En 1747, un Allemand, Andreas Sigismund Marggraf, réussit à extraire le sucre de la betterave mais c’est son élève, le professeur Achard, qui en 1802 crée la première fabrique de sucre de betteraves au monde à Kürnen-sur-Oder en Silésie. Sa production reste cependant artisanale avec 2 kg de sucre pour 70 kg de betteraves traités par jour.

Dix ans plus tard et beaucoup plus loin, dans une raffinerie de sucre de canne de Passy, Benjamin Delessert, jeune botaniste et industriel français, parvient enfin le 2 janvier 1812 à mettre au point une technique de fabrique industrielle de sucre de betterave avec l’aide de l’un de ses ouvriers, J-B. Quéruel. Après des années de travail, ils n’attendent pas plus longtemps pour informer le ministre Chaptal qui avertit aussitôt l’Empereur. Napoléon, ravi, s’écrit : « il faut aller voir cela, partons ». Après avoir constaté par lui-même les résultats obtenus, Napoléon 1er s’approche de Benjamin Delessert, détache la croix de la Légion d’Honneur qu’il porte sur la poitrine et la lui remet. Il y a de pires façons de commencer l’année, n’est-ce pas Benjamin ? Ensuite ? Ensuite, tout va très vite, comme toujours avec l’empereur.

Mettant de côté les recommandations des scientifiques et l’avis du célèbre Parmentier, Napoléon Ier lance un vaste programme accordant 100 000 arpents de terre à qui voudrait cultiver la betterave sucrière. Mieux, il s’engage à subventionner les recherches des industriels, délivre 500 licences pour la fabrication du sucre de betterave et crée 5 écoles de sucrerie.
Résultat, bien qu’à la fin du blocus, le sucre de canne fit sa réapparition dans l’Hexagone, il ne la fit jamais dans nos cœurs, et son prix prohibitif dû à l’abolition de l’esclavage en 1848 l’a tenu bien éloigné de nos tasses.

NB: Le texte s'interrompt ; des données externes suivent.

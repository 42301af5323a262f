//! Error types for Stagehand

use thiserror::Error;

#[derive(Error, Debug)]
pub enum Error {
    #[error("duplicate registration: {category} '{name}'")]
    DuplicateRegistration { category: String, name: String },

    #[error("invalid requirement at index {index}: {detail}")]
    InvalidRequirement { index: usize, detail: String },

    #[error("invalid contract for '{name}': {detail}")]
    InvalidContract { name: String, detail: String },

    #[error("invalid retry policy: {0}")]
    InvalidRetryPolicy(String),

    #[error("component not found: {category} '{name}'")]
    ComponentNotFound { category: String, name: String },

    #[error("initialization failed: {category} '{name}': {cause}")]
    InitFailed {
        category: String,
        name: String,
        cause: String,
    },

    #[error("invalid plan: {0}")]
    InvalidPlan(String),

    #[error("input resolution failed: {0}")]
    InputResolution(String),

    #[error("registry is {state}, expected {expected}")]
    BadRegistryState { state: String, expected: String },

    #[error("fatal: component '{component}': {message}")]
    Fatal { component: String, message: String },

    #[error("io error: {0}")]
    IoError(#[from] std::io::Error),

    #[error("json error: {0}")]
    JsonError(#[from] serde_json::Error),
}

pub type Result<T> = std::result::Result<T, Error>;

impl Error {
    pub fn duplicate_registration(category: impl Into<String>, name: impl Into<String>) -> Self {
        Self::DuplicateRegistration {
            category: category.into(),
            name: name.into(),
        }
    }

    pub fn invalid_contract(name: impl Into<String>, detail: impl Into<String>) -> Self {
        Self::InvalidContract {
            name: name.into(),
            detail: detail.into(),
        }
    }

    pub fn init_failed(
        category: impl Into<String>,
        name: impl Into<String>,
        cause: impl Into<String>,
    ) -> Self {
        Self::InitFailed {
            category: category.into(),
            name: name.into(),
            cause: cause.into(),
        }
    }

    pub fn fatal(component: impl Into<String>, message: impl Into<String>) -> Self {
        Self::Fatal {
            component: component.into(),
            message: message.into(),
        }
    }
}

Au fil du temps, la construction de grosses unités de production, les améliorations techniques et la sélection des betteraves firent le reste. Aujourd’hui, l’Europe a une production de 120 millions de tonnes de betterave qui produisent à leur tour 16 millions de tonnes de sucre blanc, et assure 90% de ses besoins. Comme quoi il vaut mieux conquérir Napoléon… que le contraire !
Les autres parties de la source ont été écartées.